What is Mr. Snowdon trying to tell us? What exactly has he exposed? And how should we judge him and his contribution to security? Of course history will judge him. But let us take a closer look at his message and its relevance.

An opinion poll in the Netherlands revealed that the actions referred to as “Prism” by the NSA are supported by 75 percent of the public. That is if these activities help to prevent terrorist attacks! This reminds me of a quote by London police commissioner Remmington who said that “terrorism is defeated by communities not by law enforcement”. This is most probably true to a very large extent. Community resilience is a decisive factor in early warning and early action. Recognising signals of radicalism and its consequences when it happens, by fathers, teachers, social workers, religious leaders and local police officers accounts for a large number of thwarted attacks. This is not what I reckon or think. It is what research shows us. 80 percent of thwarted terrorist attacks in the US were prevented because these were initially signalled by the people within, or in close contact with, communities.

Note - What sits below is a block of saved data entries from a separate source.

use async_trait::async_trait;

use crate::modules::users::application::domain::OAuthBackend;
use crate::modules::users::application::ports::outgoing::TokenCacheError;

/// Pending OAuth `state` values. Each one is accepted by a single callback.
#[cfg_attr(test, mockall::automock)]
#[async_trait]
pub trait OAuthStateStore: Send + Sync {
    async fn save_state(
        &self,
        backend: OAuthBackend,
        state: &str,
        ttl_secs: u64,
    ) -> Result<(), TokenCacheError>;

    /// Deletes the state and reports whether it was pending.
    async fn take_state(&self, backend: OAuthBackend, state: &str)
        -> Result<bool, TokenCacheError>;
}
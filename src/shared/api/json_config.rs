// src/shared/api/json_config.rs
use crate::shared::api::ApiResponse;
use actix_web::web::JsonConfig;

pub fn custom_json_config() -> JsonConfig {
    JsonConfig::default().error_handler(|err, _req| {
        let message = err.to_string();
        tracing::debug!(error = %message, "Rejected malformed JSON body");
        actix_web::error::InternalError::from_response(
            err,
            ApiResponse::bad_request("VALIDATION_ERROR", &message),
        )
        .into()
    })
}
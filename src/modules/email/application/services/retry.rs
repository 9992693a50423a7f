use std::sync::Arc;
use std::time::Duration;

use crate::modules::email::application::ports::outgoing::{
    AccountNotice, AccountNotifier, NotificationError,
};
use crate::modules::users::application::domain::User;

/// Sends `notice`, retrying up to `attempts` times. The delay doubles after
/// every failed attempt.
pub async fn notify_with_retry(
    notifier: Arc<dyn AccountNotifier>,
    user: &User,
    notice: AccountNotice,
    attempts: u32,
    initial_delay: Duration,
) -> Result<(), NotificationError> {
    let mut delay = initial_delay;
    let mut attempt = 1;

    loop {
        match notifier.notify(user, notice.clone()).await {
            Ok(()) => return Ok(()),
            Err(e) if attempt < attempts => {
                tracing::warn!(
                    user_id = %user.id,
                    notice = notice.kind(),
                    attempt,
                    "Email delivery failed, retrying in {:?}: {}",
                    delay,
                    e
                );
                tokio::time::sleep(delay).await;
                delay *= 2;
                attempt += 1;
            }
            Err(e) => return Err(e),
        }
    }
}
use async_trait::async_trait;
use std::sync::Arc;

use crate::modules::email::application::ports::outgoing::{AccountNotice, AccountNotifier};
use crate::modules::users::application::domain::TokenPurpose;
use crate::modules::users::application::ports::outgoing::UserQuery;
use crate::modules::users::application::services::TokenLifecycle;
use crate::modules::users::application::use_cases::account_flow::{
    AccountFlowError, IdentifierRequest,
};
use crate::shared::validation::FieldErrors;

#[async_trait]
pub trait IRequestPasswordResetUseCase: Send + Sync {
    async fn execute(&self, request: IdentifierRequest) -> Result<(), AccountFlowError>;
}

pub struct RequestPasswordResetUseCase {
    query: Arc<dyn UserQuery>,
    tokens: TokenLifecycle,
    notifier: Arc<dyn AccountNotifier>,
}

impl RequestPasswordResetUseCase {
    pub fn new(
        query: Arc<dyn UserQuery>,
        tokens: TokenLifecycle,
        notifier: Arc<dyn AccountNotifier>,
    ) -> Self {
        Self {
            query,
            tokens,
            notifier,
        }
    }
}

#[async_trait]
impl IRequestPasswordResetUseCase for RequestPasswordResetUseCase {
    async fn execute(&self, request: IdentifierRequest) -> Result<(), AccountFlowError> {
        let user = self
            .query
            .find_by_identifier(request.identifier())
            .await?
            .ok_or_else(|| {
                AccountFlowError::Validation(FieldErrors::single(
                    "identifier",
                    "No Account Found With This Identifier",
                ))
            })?;

        let token = self
            .tokens
            .current_or_issue(user.id, TokenPurpose::ResetPassword)
            .await
            .map_err(|e| AccountFlowError::TokenError(e.to_string()))?;

        self.notifier
            .notify(
                &user,
                AccountNotice::PasswordResetRequest(
                    self.tokens.link(token, TokenPurpose::ResetPassword),
                ),
            )
            .await
            .map_err(|e| AccountFlowError::NotificationFailed(e.to_string()))?;

        tracing::info!(user_id = %user.id, "Password reset link sent");
        Ok(())
    }
}

#[cfg(test)]
mod tests {
    use super::*;
    use crate::modules::email::application::ports::outgoing::account_notifier::MockAccountNotifier;
    use crate::modules::users::application::domain::entities::fixtures::inactive_user;
    use crate::modules::users::application::ports::outgoing::user_query::MockUserQuery;
    use crate::modules::users::application::ports::outgoing::TokenCache;
    use crate::tests::support::auth_helper::test_lifecycle;
    use crate::tests::support::memory_token_cache::InMemoryTokenCache;

    fn request() -> IdentifierRequest {
        IdentifierRequest::new(Some("johndoe".into()), Some("johndoe".into())).unwrap()
    }

    #[tokio::test]
    async fn test_reset_link_is_sent_even_to_inactive_accounts() {
        let user = inactive_user();
        let found = user.clone();
        let mut query = MockUserQuery::new();
        query
            .expect_find_by_identifier()
            .withf(|identifier| identifier == "johndoe")
            .returning(move |_| Ok(Some(found.clone())));

        let cache = Arc::new(InMemoryTokenCache::new());
        let expected = cache.clone();
        let user_id = user.id;
        let mut notifier = MockAccountNotifier::new();
        notifier
            .expect_notify()
            .times(1)
            .returning(move |_, notice| match notice {
                AccountNotice::PasswordResetRequest(link) => {
                    assert!(!link.token.is_empty());
                    Ok(())
                }
                other => panic!("unexpected notice {other:?}"),
            });

        let use_case =
            RequestPasswordResetUseCase::new(Arc::new(query), test_lifecycle(cache), Arc::new(notifier));

        use_case.execute(request()).await.unwrap();
        assert!(expected
            .get(TokenPurpose::ResetPassword, user_id)
            .await
            .unwrap()
            .is_some());
    }

    #[tokio::test]
    async fn test_reset_unknown_identifier() {
        let mut query = MockUserQuery::new();
        query.expect_find_by_identifier().returning(|_| Ok(None));

        let use_case = RequestPasswordResetUseCase::new(
            Arc::new(query),
            test_lifecycle(Arc::new(InMemoryTokenCache::new())),
            Arc::new(MockAccountNotifier::new()),
        );

        assert!(matches!(
            use_case.execute(request()).await,
            Err(AccountFlowError::Validation(errors)) if errors.contains("identifier")
        ));
    }
}
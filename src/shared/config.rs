use std::env;
use std::str::FromStr;

#[derive(Debug, thiserror::Error)]
pub enum ConfigError {
    #[error("{0} is not set")]
    Missing(String),

    #[error("Invalid {key} value: {reason}")]
    Invalid { key: String, reason: String },
}

impl From<ConfigError> for std::io::Error {
    fn from(err: ConfigError) -> Self {
        std::io::Error::new(std::io::ErrorKind::InvalidInput, err.to_string())
    }
}

/// Loads `.env.{RUST_ENV}` and falls back to `.env`.
pub fn load_env_files() -> String {
    let environment = env::var("RUST_ENV").unwrap_or_else(|_| "development".to_string());
    let env_file = format!(".env.{}", environment);
    if dotenvy::from_filename(&env_file).is_err() {
        dotenvy::dotenv().ok();
    }
    environment
}

pub fn required(key: &str) -> Result<String, ConfigError> {
    env::var(key).map_err(|_| ConfigError::Missing(key.to_string()))
}

pub fn optional(key: &str) -> Option<String> {
    env::var(key).ok().filter(|v| !v.trim().is_empty())
}

/// Parses `key` when set, otherwise returns `default`.
pub fn parse_or<T>(key: &str, default: T) -> Result<T, ConfigError>
where
    T: FromStr,
    T::Err: std::fmt::Display,
{
    match optional(key) {
        Some(raw) => raw.trim().parse::<T>().map_err(|e| ConfigError::Invalid {
            key: key.to_string(),
            reason: e.to_string(),
        }),
        None => Ok(default),
    }
}

pub fn flag(key: &str) -> bool {
    matches!(
        optional(key).as_deref().map(str::to_ascii_lowercase).as_deref(),
        Some("1" | "true" | "yes" | "on")
    )
}

/// Lowercase ASCII slug: "Init Stack!" becomes "init-stack".
pub fn slugify(value: &str) -> String {
    let mut slug = String::with_capacity(value.len());
    let mut pending_dash = false;
    for c in value.chars() {
        if c.is_ascii_alphanumeric() {
            if pending_dash && !slug.is_empty() {
                slug.push('-');
            }
            pending_dash = false;
            slug.push(c.to_ascii_lowercase());
        } else {
            pending_dash = true;
        }
    }
    slug
}

/// Project-wide settings shared by emails, tokens and the health check.
#[derive(Debug, Clone)]
pub struct ProjectSettings {
    pub name: String,
    pub version: String,
    pub environment: String,
    /// Origin used to build links in emails, without a trailing slash
    pub public_base_url: String,
}

impl ProjectSettings {
    pub fn from_env(environment: &str, host: &str, port: &str) -> Self {
        let name = optional("PROJECT_NAME").unwrap_or_else(|| "InitStack".to_string());
        let version =
            optional("PROJECT_VERSION").unwrap_or_else(|| env!("CARGO_PKG_VERSION").to_string());
        let public_base_url = optional("PUBLIC_BASE_URL")
            .unwrap_or_else(|| format!("http://{host}:{port}"))
            .trim_end_matches('/')
            .to_string();

        Self {
            name,
            version,
            environment: environment.to_string(),
            public_base_url,
        }
    }

    pub fn slug(&self) -> String {
        slugify(&self.name)
    }
}

#[cfg(test)]
mod tests {
    use super::*;

    #[test]
    fn slugify_collapses_separators() {
        assert_eq!(slugify("InitStack"), "initstack");
        assert_eq!(slugify("  Init  Stack!! API "), "init-stack-api");
        assert_eq!(slugify("--"), "");
    }

    #[test]
    fn parse_or_uses_default_when_unset() {
        let value: i64 = parse_or("USER_ACCOUNTS_TEST_UNSET_EXPIRY", 1800).unwrap();
        assert_eq!(value, 1800);
    }

    #[test]
    fn parse_or_reports_invalid_values() {
        std::env::set_var("USER_ACCOUNTS_TEST_BAD_EXPIRY", "soon");
        let result: Result<i64, _> = parse_or("USER_ACCOUNTS_TEST_BAD_EXPIRY", 1800);
        std::env::remove_var("USER_ACCOUNTS_TEST_BAD_EXPIRY");

        match result {
            Err(ConfigError::Invalid { key, .. }) => {
                assert_eq!(key, "USER_ACCOUNTS_TEST_BAD_EXPIRY")
            }
            other => panic!("expected Invalid error, got {:?}", other),
        }
    }

    #[test]
    fn config_error_converts_to_io_error() {
        let err: std::io::Error = ConfigError::Missing("REDIS_URL".to_string()).into();
        assert_eq!(err.kind(), std::io::ErrorKind::InvalidInput);
        assert_eq!(err.to_string(), "REDIS_URL is not set");
    }
}
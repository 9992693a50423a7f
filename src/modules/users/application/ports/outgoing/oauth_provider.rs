use async_trait::async_trait;

use crate::modules::users::application::domain::{OAuthBackend, OAuthProfile};

#[derive(Debug, Clone, PartialEq, thiserror::Error)]
pub enum OAuthProviderError {
    #[error("OAuth backend {0} is not configured")]
    NotConfigured(OAuthBackend),

    /// The provider refused the authorization code
    #[error("Authorization code rejected: {0}")]
    CodeRejected(String),

    #[error("Provider returned no verified email")]
    MissingEmail,

    #[error("Provider request failed: {0}")]
    RequestFailed(String),
}

/// Where to send the browser, and the CSRF state the callback must echo.
#[derive(Debug, Clone, PartialEq)]
pub struct AuthorizationRequest {
    pub url: String,
    pub state: String,
}

#[cfg_attr(test, mockall::automock)]
#[async_trait]
pub trait OAuthProvider: Send + Sync {
    fn is_configured(&self, backend: OAuthBackend) -> bool;

    fn authorization_request(
        &self,
        backend: OAuthBackend,
    ) -> Result<AuthorizationRequest, OAuthProviderError>;

    /// Exchanges the callback code and loads the signed-in profile.
    async fn fetch_profile(
        &self,
        backend: OAuthBackend,
        code: &str,
    ) -> Result<OAuthProfile, OAuthProviderError>;
}
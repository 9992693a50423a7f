pub mod entities;
pub mod oauth;
pub mod token_purpose;
pub mod validation;

pub use entities::{NewUser, User};
pub use oauth::{OAuthBackend, OAuthProfile};
pub use token_purpose::TokenPurpose;
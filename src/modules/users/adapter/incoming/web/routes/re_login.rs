use crate::api::schemas::{ErrorResponse, SuccessResponse};
use crate::modules::users::adapter::incoming::web::errors::session_error_response;
use crate::modules::users::adapter::incoming::web::routes::dto::SessionDto;
use crate::modules::users::application::ports::outgoing::UserAction;
use crate::shared::api::ApiResponse;
use crate::AppState;
use actix_web::{post, web, Responder};
use serde::Deserialize;
use tracing::{info, warn};
use utoipa::ToSchema;

#[derive(Deserialize, ToSchema)]
pub struct ReLoginRequestDto {
    #[schema(example = "eyJhbGciOiJIUzI1NiIsInR5cCI6IkpXVCJ9...")]
    #[serde(default)]
    pub refresh_token: String,
}

/// Re-login with a refresh token
///
/// Issues a new access token. The refresh token is returned unchanged.
#[utoipa::path(
    post,
    path = "/api/users/re-login/",
    tag = "users",
    request_body = ReLoginRequestDto,
    responses(
        (status = 200, description = "New access token issued", body = inline(SuccessResponse<SessionDto>)),
        (
            status = 401,
            description = "Refresh token rejected",
            body = ErrorResponse,
            example = json!({
                "success": false,
                "error": { "code": "TOKEN_REVOKED", "message": "Token Has Been Revoked" }
            })
        ),
        (status = 500, description = "Internal server error", body = ErrorResponse),
    )
)]
#[post("/api/users/re-login/")]
pub async fn re_login_handler(
    req: web::Json<ReLoginRequestDto>,
    data: web::Data<AppState>,
) -> impl Responder {
    let result = data.re_login_use_case.execute(&req.refresh_token).await;
    data.metrics
        .record_user_action(UserAction::ReLogin, result.is_ok());

    match result {
        Ok(session) => {
            info!(user_id = %session.user.id, "Access token renewed");
            ApiResponse::success(SessionDto::from(session))
        }
        Err(e) => {
            warn!(reason = %e, "Re-login rejected");
            session_error_response(&e)
        }
    }
}
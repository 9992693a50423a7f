pub mod user_social_auth;
pub mod users;
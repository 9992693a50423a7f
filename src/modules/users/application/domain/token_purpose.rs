use std::fmt;
use uuid::Uuid;

/// What a signed token authorizes. Every purpose has its own secret, lifetime
/// and cache slot, so a token minted for one purpose never passes as another.
#[derive(Debug, Clone, Copy, PartialEq, Eq, Hash)]
pub enum TokenPurpose {
    Access,
    Refresh,
    Activation,
    Deactivation,
    Deletion,
    Reactivation,
    ResetPassword,
    ChangeEmail,
    ChangeUsername,
}

impl TokenPurpose {
    pub const ALL: [TokenPurpose; 9] = [
        TokenPurpose::Access,
        TokenPurpose::Refresh,
        TokenPurpose::Activation,
        TokenPurpose::Deactivation,
        TokenPurpose::Deletion,
        TokenPurpose::Reactivation,
        TokenPurpose::ResetPassword,
        TokenPurpose::ChangeEmail,
        TokenPurpose::ChangeUsername,
    ];

    /// Login session tokens, revoked together whenever credentials or status change.
    pub const SESSION: [TokenPurpose; 2] = [TokenPurpose::Access, TokenPurpose::Refresh];

    /// Value of the `token_type` claim and metrics label.
    pub fn as_str(&self) -> &'static str {
        match self {
            TokenPurpose::Access => "access",
            TokenPurpose::Refresh => "refresh",
            TokenPurpose::Activation => "activation",
            TokenPurpose::Deactivation => "deactivation",
            TokenPurpose::Deletion => "deletion",
            TokenPurpose::Reactivation => "reactivation",
            TokenPurpose::ResetPassword => "reset_password",
            TokenPurpose::ChangeEmail => "change_email",
            TokenPurpose::ChangeUsername => "change_username",
        }
    }

    /// Prefix of the `{PREFIX}_TOKEN_SECRET` / `{PREFIX}_TOKEN_EXPIRY` variables.
    pub fn env_prefix(&self) -> &'static str {
        match self {
            TokenPurpose::Access => "ACCESS",
            TokenPurpose::Refresh => "REFRESH",
            TokenPurpose::Activation => "ACTIVATION",
            TokenPurpose::Deactivation => "DEACTIVATION",
            TokenPurpose::Deletion => "DELETION",
            TokenPurpose::Reactivation => "REACTIVATION",
            TokenPurpose::ResetPassword => "RESET_PASSWORD",
            TokenPurpose::ChangeEmail => "CHANGE_EMAIL",
            TokenPurpose::ChangeUsername => "CHANGE_USERNAME",
        }
    }

    /// Lifetime in seconds when no override is configured.
    pub fn default_expiry_secs(&self) -> i64 {
        match self {
            TokenPurpose::Access => 3600,
            TokenPurpose::Refresh => 21600,
            _ => 1800,
        }
    }

    /// Human name used in error messages, e.g. "Invalid Password Reset Token".
    pub fn label(&self) -> &'static str {
        match self {
            TokenPurpose::Access => "Access",
            TokenPurpose::Refresh => "Refresh",
            TokenPurpose::Activation => "Activation",
            TokenPurpose::Deactivation => "Deactivation",
            TokenPurpose::Deletion => "Deletion",
            TokenPurpose::Reactivation => "Reactivation",
            TokenPurpose::ResetPassword => "Password Reset",
            TokenPurpose::ChangeEmail => "Email Change",
            TokenPurpose::ChangeUsername => "Username Change",
        }
    }

    /// Cache key holding the single outstanding token of this purpose.
    pub fn cache_key(&self, user_id: Uuid) -> String {
        format!("{}_token_{}", self.as_str(), user_id)
    }

    pub fn from_claim(value: &str) -> Option<Self> {
        Self::ALL.into_iter().find(|p| p.as_str() == value)
    }
}

impl fmt::Display for TokenPurpose {
    fn fmt(&self, f: &mut fmt::Formatter<'_>) -> fmt::Result {
        f.write_str(self.as_str())
    }
}
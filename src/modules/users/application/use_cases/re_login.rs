use async_trait::async_trait;
use chrono::Utc;
use std::sync::Arc;

use crate::modules::users::application::domain::TokenPurpose;
use crate::modules::users::application::ports::outgoing::{UserQuery, UserRepository};
use crate::modules::users::application::services::TokenLifecycle;
use crate::modules::users::application::use_cases::authenticate_user::{
    session_owner, SessionError,
};
use crate::modules::users::application::use_cases::login_user::SessionTokens;

/// Trades the current refresh token for a fresh access token. The refresh
/// token itself is kept.
#[async_trait]
pub trait IReLoginUseCase: Send + Sync {
    async fn execute(&self, refresh_token: &str) -> Result<SessionTokens, SessionError>;
}

pub struct ReLoginUseCase {
    query: Arc<dyn UserQuery>,
    repository: Arc<dyn UserRepository>,
    tokens: TokenLifecycle,
}

impl ReLoginUseCase {
    pub fn new(
        query: Arc<dyn UserQuery>,
        repository: Arc<dyn UserRepository>,
        tokens: TokenLifecycle,
    ) -> Self {
        Self {
            query,
            repository,
            tokens,
        }
    }
}

#[async_trait]
impl IReLoginUseCase for ReLoginUseCase {
    async fn execute(&self, refresh_token: &str) -> Result<SessionTokens, SessionError> {
        let user = session_owner(
            &self.tokens,
            self.query.as_ref(),
            refresh_token,
            TokenPurpose::Refresh,
        )
        .await
        .inspect_err(|e| tracing::info!("Re-login rejected: {}", e))?;

        let access_token = self.tokens.issue(user.id, TokenPurpose::Access).await?;

        let user = self
            .repository
            .record_login(user.id, Utc::now())
            .await
            .map_err(|e| SessionError::Internal(e.to_string()))?;

        tracing::info!(user_id = %user.id, "User re-logged in");
        Ok(SessionTokens {
            user,
            access_token,
            refresh_token: refresh_token.to_string(),
        })
    }
}
pub mod oauth_client;
pub mod oauth_config;

pub use oauth_client::OAuth2Provider;
pub use oauth_config::OAuthConfig;
use crate::api::schemas::{ErrorResponse, SuccessResponse};
use crate::modules::users::adapter::incoming::web::errors::oauth_error_response;
use crate::modules::users::adapter::incoming::web::routes::dto::SessionDto;
use crate::modules::users::application::ports::outgoing::UserAction;
use crate::modules::users::application::use_cases::OAuthCallbackParams;
use crate::shared::api::ApiResponse;
use crate::AppState;
use actix_web::{get, web, Responder};
use serde::{Deserialize, Serialize};
use tracing::info;
use utoipa::{IntoParams, ToSchema};

/// Where the client sends the user to sign in with the provider
#[derive(Debug, Serialize, ToSchema)]
pub struct OAuthUrlDto {
    #[schema(example = "https://github.com/login/oauth/authorize?response_type=code&client_id=...")]
    pub auth_url: String,
}

/// Query string appended by the provider on redirect
#[derive(Debug, Deserialize, IntoParams)]
#[into_params(parameter_in = Query)]
pub struct OAuthCallbackQuery {
    /// Authorization code to exchange
    #[serde(default)]
    pub code: Option<String>,

    /// Value handed out by the login endpoint
    #[serde(default)]
    pub state: Option<String>,

    /// Present when the user denied access
    #[serde(default)]
    pub error: Option<String>,
}

impl From<OAuthCallbackQuery> for OAuthCallbackParams {
    fn from(query: OAuthCallbackQuery) -> Self {
        Self {
            code: query.code,
            state: query.state,
            error: query.error,
        }
    }
}

/// Start a social login
///
/// Returns the provider authorization URL. Supported backends are
/// `google-oauth2` and `github` when their credentials are configured.
#[utoipa::path(
    get,
    path = "/api/users/oauth/{backend_name}/login/",
    tag = "oauth",
    params(("backend_name" = String, Path, description = "`google-oauth2` or `github`")),
    responses(
        (status = 200, description = "Authorization URL issued", body = inline(SuccessResponse<OAuthUrlDto>)),
        (
            status = 400,
            description = "Unknown or unconfigured backend",
            body = ErrorResponse,
            example = json!({
                "success": false,
                "error": { "code": "INVALID_BACKEND", "message": "Unsupported OAuth Backend" }
            })
        ),
        (status = 500, description = "Internal server error", body = ErrorResponse),
    )
)]
#[get("/api/users/oauth/{backend_name}/login/")]
pub async fn oauth_login_handler(
    path: web::Path<String>,
    data: web::Data<AppState>,
) -> impl Responder {
    let backend_name = path.into_inner();
    let result = data.oauth_login_use_case.execute(&backend_name).await;
    data.metrics
        .record_user_action(UserAction::OAuthLogin, result.is_ok());

    match result {
        Ok(auth_url) => ApiResponse::success(OAuthUrlDto { auth_url }),
        Err(e) => oauth_error_response(&e),
    }
}

/// Finish a social login
///
/// Redirect target registered with the provider. Links or creates the
/// account and answers with the same session as a password login.
#[utoipa::path(
    get,
    path = "/api/users/oauth/{backend_name}/callback/",
    tag = "oauth",
    params(
        ("backend_name" = String, Path, description = "`google-oauth2` or `github`"),
        OAuthCallbackQuery
    ),
    responses(
        (status = 200, description = "Login successful", body = inline(SuccessResponse<SessionDto>)),
        (
            status = 400,
            description = "Unknown backend, failed handshake or email owned by a password account",
            body = ErrorResponse,
            example = json!({
                "success": false,
                "error": { "code": "AUTHENTICATION_FAILED", "message": "Authentication Failed" }
            })
        ),
        (status = 401, description = "Account is not active", body = ErrorResponse),
        (status = 500, description = "Internal server error", body = ErrorResponse),
    )
)]
#[get("/api/users/oauth/{backend_name}/callback/")]
pub async fn oauth_callback_handler(
    path: web::Path<String>,
    query: web::Query<OAuthCallbackQuery>,
    data: web::Data<AppState>,
) -> impl Responder {
    let backend_name = path.into_inner();
    let result = data
        .oauth_callback_use_case
        .execute(&backend_name, query.into_inner().into())
        .await;
    data.metrics
        .record_user_action(UserAction::OAuthCallback, result.is_ok());

    match result {
        Ok(session) => {
            info!(user_id = %session.user.id, backend = %backend_name, "Social login succeeded");
            ApiResponse::success(SessionDto::from(session))
        }
        Err(e) => oauth_error_response(&e),
    }
}
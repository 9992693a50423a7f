use async_trait::async_trait;
use std::collections::HashMap;
use std::sync::{
    atomic::{AtomicBool, Ordering},
    Mutex,
};
use uuid::Uuid;

use crate::modules::users::application::domain::{OAuthBackend, TokenPurpose};
use crate::modules::users::application::ports::outgoing::{
    OAuthStateStore, TokenCache, TokenCacheError,
};

/// `TokenCache` and `OAuthStateStore` backed by `HashMap`s. TTLs are recorded
/// but never enforced.
#[derive(Default)]
pub struct InMemoryTokenCache {
    entries: Mutex<HashMap<String, (String, u64)>>,
    states: Mutex<HashMap<(OAuthBackend, String), u64>>,
    unavailable: AtomicBool,
}

impl InMemoryTokenCache {
    pub fn new() -> Self {
        Self::default()
    }

    /// Makes every following call fail with a connection error.
    pub fn set_unavailable(&self, unavailable: bool) {
        self.unavailable.store(unavailable, Ordering::SeqCst);
    }

    pub fn ttl_of(&self, purpose: TokenPurpose, user_id: Uuid) -> Option<u64> {
        self.entries
            .lock()
            .unwrap()
            .get(&purpose.cache_key(user_id))
            .map(|(_, ttl)| *ttl)
    }

    pub fn len(&self) -> usize {
        self.entries.lock().unwrap().len()
    }

    fn check(&self) -> Result<(), TokenCacheError> {
        if self.unavailable.load(Ordering::SeqCst) {
            return Err(TokenCacheError::ConnectionError(
                "cache unavailable".to_string(),
            ));
        }
        Ok(())
    }
}

#[async_trait]
impl TokenCache for InMemoryTokenCache {
    async fn get(
        &self,
        purpose: TokenPurpose,
        user_id: Uuid,
    ) -> Result<Option<String>, TokenCacheError> {
        self.check()?;
        Ok(self
            .entries
            .lock()
            .unwrap()
            .get(&purpose.cache_key(user_id))
            .map(|(token, _)| token.clone()))
    }

    async fn store(
        &self,
        purpose: TokenPurpose,
        user_id: Uuid,
        token: &str,
        ttl_secs: u64,
    ) -> Result<(), TokenCacheError> {
        self.check()?;
        self.entries
            .lock()
            .unwrap()
            .insert(purpose.cache_key(user_id), (token.to_string(), ttl_secs));
        Ok(())
    }

    async fn revoke(&self, purpose: TokenPurpose, user_id: Uuid) -> Result<(), TokenCacheError> {
        self.check()?;
        self.entries
            .lock()
            .unwrap()
            .remove(&purpose.cache_key(user_id));
        Ok(())
    }

    async fn revoke_many(
        &self,
        purposes: &[TokenPurpose],
        user_id: Uuid,
    ) -> Result<(), TokenCacheError> {
        self.check()?;
        let mut entries = self.entries.lock().unwrap();
        for purpose in purposes {
            entries.remove(&purpose.cache_key(user_id));
        }
        Ok(())
    }
}

#[async_trait]
impl OAuthStateStore for InMemoryTokenCache {
    async fn save_state(
        &self,
        backend: OAuthBackend,
        state: &str,
        ttl_secs: u64,
    ) -> Result<(), TokenCacheError> {
        self.check()?;
        self.states
            .lock()
            .unwrap()
            .insert((backend, state.to_string()), ttl_secs);
        Ok(())
    }

    async fn take_state(
        &self,
        backend: OAuthBackend,
        state: &str,
    ) -> Result<bool, TokenCacheError> {
        self.check()?;
        Ok(self
            .states
            .lock()
            .unwrap()
            .remove(&(backend, state.to_string()))
            .is_some())
    }
}
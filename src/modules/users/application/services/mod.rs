pub mod token_lifecycle;

pub use token_lifecycle::{TokenLifecycle, TokenLifecycleError};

Suspicious behaviour, training, recruiting and other early signals were brought to the attention of the police and started the process that led to the prevention of attacks. This is the preventative action that is of such relevance to all of us and why the general Dutch public does not mind Prism-type of activities.

But Prism is not about community engagement and resilience. On the contrary, it seems to contradict and ignore just that. Isn’t resilience about trust building and relationships between communities and government officials? And isn’t trust exactly what this is all about? The real issue here is not what the US and the UK government do. The real issue is the apparent mistrust somewhere in the space between government, citizens and communities.
Mistrust that leads to unease on the side of governments and civil society alike. Terrorist organisations capitalise on that fear and mistrust. That is exactly the breeding ground that serves their purpose. Maybe this is what Mr. Snowden exposed; the real victory of terrorism: damaging the trust relationship between governments and communities.

Did he help to fix the problem? Again, history will judge him. Who am I to do that? But my concern is that “Snowden” is not the start of a new paradigm in counter-terrorism. This will not necessarily or automatically lead to more trust and increased resilience. We need more than Mr. Snowden. Or maybe we need something completely different: investment in community engagement and trust building measures to seriously prevent terrorism. My advice would therefore be to ignore the search for the elusive Mr. Snowden and start working on the real challenges. We deserve it. History will do the rest.